Exercise objective:
Exactly the lines from the start of the data below through the line containing "pub struct TransformationConfig" must be returned, and no others.

Task material:
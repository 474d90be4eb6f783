use serde::{Deserialize, Serialize};

use crate::defaults::{default_conditional_rules, default_replacement_rules};
use crate::error::TransformResult;
use crate::rule::{ConditionalRule, ReplacementRule, TransformationRule};

/// Rule sets handed to the transformation engine.
///
/// `Default` carries the built-in rules. A TOML or JSON file may replace
/// either list; an omitted list keeps its default.
#[derive(Clone, Debug, PartialEq, Eq, Serialize, Deserialize)]
#[serde(default)]
pub struct TransformationConfig {
    pub conditional_rules: Vec<ConditionalRule>,
    pub replacement_rules: Vec<ReplacementRule>,
}

impl Default for TransformationConfig {
    fn default() -> Self {
        Self {
            conditional_rules: default_conditional_rules(),
            replacement_rules: default_replacement_rules(),
        }
    }
}

impl TransformationConfig {
    /// No rules at all.
    pub fn empty() -> Self {
        Self {
            conditional_rules: Vec::new(),
            replacement_rules: Vec::new(),
        }
    }

    /// Conditional rules first, then replacement rules, each list in order.
    pub fn rules(&self) -> Vec<TransformationRule> {
        self.conditional_rules
            .iter()
            .cloned()
            .map(TransformationRule::from)
            .chain(self.replacement_rules.iter().cloned().map(TransformationRule::from))
            .collect()
    }

    pub fn check(&self) -> TransformResult<()> {
        self.rules().iter().try_for_each(TransformationRule::check)
    }
}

Completed task:
repository 474d90be4eb6f783
use serde::{Deserialize, Serialize};

use crate::defaults::{default_conditional_rules, default_replacement_rules};
use crate::error::TransformResult;
use crate::rule::{ConditionalRule, ReplacementRule, TransformationRule};

/// Rule sets handed to the transformation engine.
///
/// `Default` carries the built-in rules. A TOML or JSON file may replace
/// either list; an omitted list keeps its default.
#[derive(Clone, Debug, PartialEq, Eq, Serialize, Deserialize)]
#[serde(default)]
pub struct TransformationConfig {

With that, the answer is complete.